The top of the rounded lower end of the femur is important because this is where the 'groove' begins inside which the patella tracks.
Any deformity of the groove, or mismatch of the groove and the undersurface of the patella, may cause the kneecap to be unstable and possibly derail.
The keyhole surgeon is able to explore this region by inserting the arthroscopic camera into a pouch which exists above the kneecap (patella), and looking down towards the patella. The capsule is first inflated with fluid to make things easier.
The first illustration shows the bones of the knee with the watertight inflated capsule. The red arrow shows the angle at which the surgeon gains access via the arthroscope into the upper part of the knee joint. This is called a 'suprapatellar' view and what the surgeon sees is similar to that of the second illustration.

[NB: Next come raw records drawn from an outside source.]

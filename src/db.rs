use std::path::Path;

use anyhow::{Context, Result};
use rusqlite::Connection;

use crate::catalog::CaseKey;
use crate::parser::ParsedCase;

pub const STORE_FILE: &str = "cases.sqlite";

pub fn connect(path: &Path) -> Result<Connection> {
    let conn =
        Connection::open(path).with_context(|| format!("opening store {}", path.display()))?;
    conn.execute_batch("PRAGMA foreign_keys=ON;")?;
    Ok(conn)
}

pub fn init_schema(conn: &Connection) -> Result<()> {
    conn.execute_batch(
        "
        CREATE TABLE IF NOT EXISTS cases (
            category       TEXT NOT NULL CHECK(category IN ('hearing','appeal')),
            document_id    TEXT NOT NULL,
            outcome        TEXT NOT NULL,
            inferred_year  INTEGER NOT NULL,
            year_source    TEXT NOT NULL,
            decision_date  TEXT,
            guidelines     TEXT NOT NULL,
            source_url     TEXT NOT NULL,
            parsed_at      TEXT NOT NULL,
            document       TEXT NOT NULL,
            PRIMARY KEY (category, document_id)
        );
        CREATE INDEX IF NOT EXISTS idx_cases_outcome ON cases(outcome);
        CREATE INDEX IF NOT EXISTS idx_cases_year ON cases(inferred_year);
        CREATE INDEX IF NOT EXISTS idx_cases_guidelines ON cases(guidelines);
        ",
    )?;
    Ok(())
}

// ── Writes ──

pub fn insert_cases(conn: &Connection, cases: &[ParsedCase]) -> Result<usize> {
    let tx = conn.unchecked_transaction()?;
    let mut count = 0;
    {
        let mut stmt = tx.prepare(
            "INSERT OR REPLACE INTO cases
             (category, document_id, outcome, inferred_year, year_source, decision_date,
              guidelines, source_url, parsed_at, document)
             VALUES (?1, ?2, ?3, ?4, ?5, ?6, ?7, ?8, ?9, ?10)",
        )?;
        for c in cases {
            let guidelines: String = c.guidelines.iter().collect();
            let document = serde_json::to_string(c)?;
            count += stmt.execute(rusqlite::params![
                c.category.as_str(),
                c.document_id,
                c.outcome.as_str(),
                c.inferred_year,
                c.year_source.as_str(),
                c.decision_date,
                guidelines,
                c.source_url,
                c.parsed_at.to_rfc3339(),
                document,
            ])?;
        }
    }
    tx.commit()?;
    Ok(count)
}

// ── Reads ──

pub fn count_cases(conn: &Connection) -> Result<usize> {
    let n: i64 = conn.query_row("SELECT COUNT(*) FROM cases", [], |row| row.get(0))?;
    Ok(n as usize)
}

pub fn case_keys(conn: &Connection) -> Result<Vec<CaseKey>> {
    let mut stmt = conn.prepare("SELECT category, document_id FROM cases ORDER BY category, document_id")?;
    let rows = stmt
        .query_map([], |row| Ok((row.get::<_, String>(0)?, row.get::<_, String>(1)?)))?
        .collect::<Result<Vec<_>, _>>()?;
    rows.into_iter()
        .map(|(cat, id)| Ok((cat.parse().map_err(anyhow::Error::msg)?, id)))
        .collect()
}

/// Full cases decoded from the stored JSON documents.
pub fn fetch_cases(conn: &Connection, limit: Option<usize>) -> Result<Vec<ParsedCase>> {
    let sql = match limit {
        Some(n) => format!("SELECT document FROM cases ORDER BY category, document_id LIMIT {}", n),
        None => "SELECT document FROM cases ORDER BY category, document_id".to_string(),
    };
    let mut stmt = conn.prepare(&sql)?;
    let docs = stmt
        .query_map([], |row| row.get::<_, String>(0))?
        .collect::<Result<Vec<_>, _>>()?;
    docs.iter()
        .map(|d| serde_json::from_str(d).context("decoding stored case"))
        .collect()
}

pub struct OutcomeRow {
    pub category: String,
    pub outcome: String,
    pub count: usize,
}

pub fn outcome_counts(conn: &Connection) -> Result<Vec<OutcomeRow>> {
    let mut stmt = conn.prepare(
        "SELECT category, outcome, COUNT(*) FROM cases
         GROUP BY category, outcome
         ORDER BY category, COUNT(*) DESC",
    )?;
    let rows = stmt
        .query_map([], |row| {
            Ok(OutcomeRow {
                category: row.get(0)?,
                outcome: row.get(1)?,
                count: row.get::<_, i64>(2)? as usize,
            })
        })?
        .collect::<Result<Vec<_>, _>>()?;
    Ok(rows)
}

#[cfg(test)]
mod tests {
    use super::*;
    use crate::catalog::{CatalogEntry, Category};
    use crate::parser;

    fn case(cat: Category, id: &str, text: &str) -> ParsedCase {
        let entry = CatalogEntry {
            category: cat,
            year: 2021,
            document_id: id.into(),
            retrieval_url: format!("https://doha.test/{id}"),
        };
        parser::classify(text.into(), &entry)
    }

    #[test]
    fn insert_and_read_back() {
        let dir = tempfile::tempdir().unwrap();
        let conn = connect(&dir.path().join(STORE_FILE)).unwrap();
        init_schema(&conn).unwrap();

        let cases = vec![
            case(Category::Hearing, "21-1", "Eligibility for access to classified information is denied."),
            case(Category::Hearing, "21-2", "Eligibility for access to classified information is granted."),
            case(Category::Appeal, "21-3", "The Judge's adverse decision is AFFIRMED."),
        ];
        assert_eq!(insert_cases(&conn, &cases).unwrap(), 3);
        // Replacing by key does not add rows.
        insert_cases(&conn, &cases[..1]).unwrap();
        assert_eq!(count_cases(&conn).unwrap(), 3);

        let mut stored = fetch_cases(&conn, None).unwrap();
        stored.sort_by(|a, b| a.key().cmp(&b.key()));
        assert_eq!(stored, cases);
        assert!(case_keys(&conn).unwrap().contains(&(Category::Appeal, "21-3".to_string())));

        let outcomes = outcome_counts(&conn).unwrap();
        assert!(outcomes
            .iter()
            .any(|r| r.category == "appeal" && r.outcome == "AFFIRMED" && r.count == 1));
    }
}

From this special suprapatellar perspective the surgeon is able to bend and straighten (flex and extend) the joint while observing the engagement of the top end of the kneecap into the underlying groove (trochlear groove) of the thighbone (femur).
You will be able to watch this in the video below.
In this video the surgeon begins with the knee almost fully extended, and you can see that in this position there in no engagement. The first part of the video shows the surgeon gently testing the engagement while flexing and extending the knee a few times just through a few degrees. Then the surgeon flexes the knee properly, and you can see the patella slipping 'over the rim' to engage in the groove.
The 'curtain' stretching across the frame in the top left is a suprapatellar plica, or fold of joint capsule, which usually does no harm. The other bits of 'fluff' floating around are just debris from the joint capsule - floating because of course the knee is filled with saline under pressure.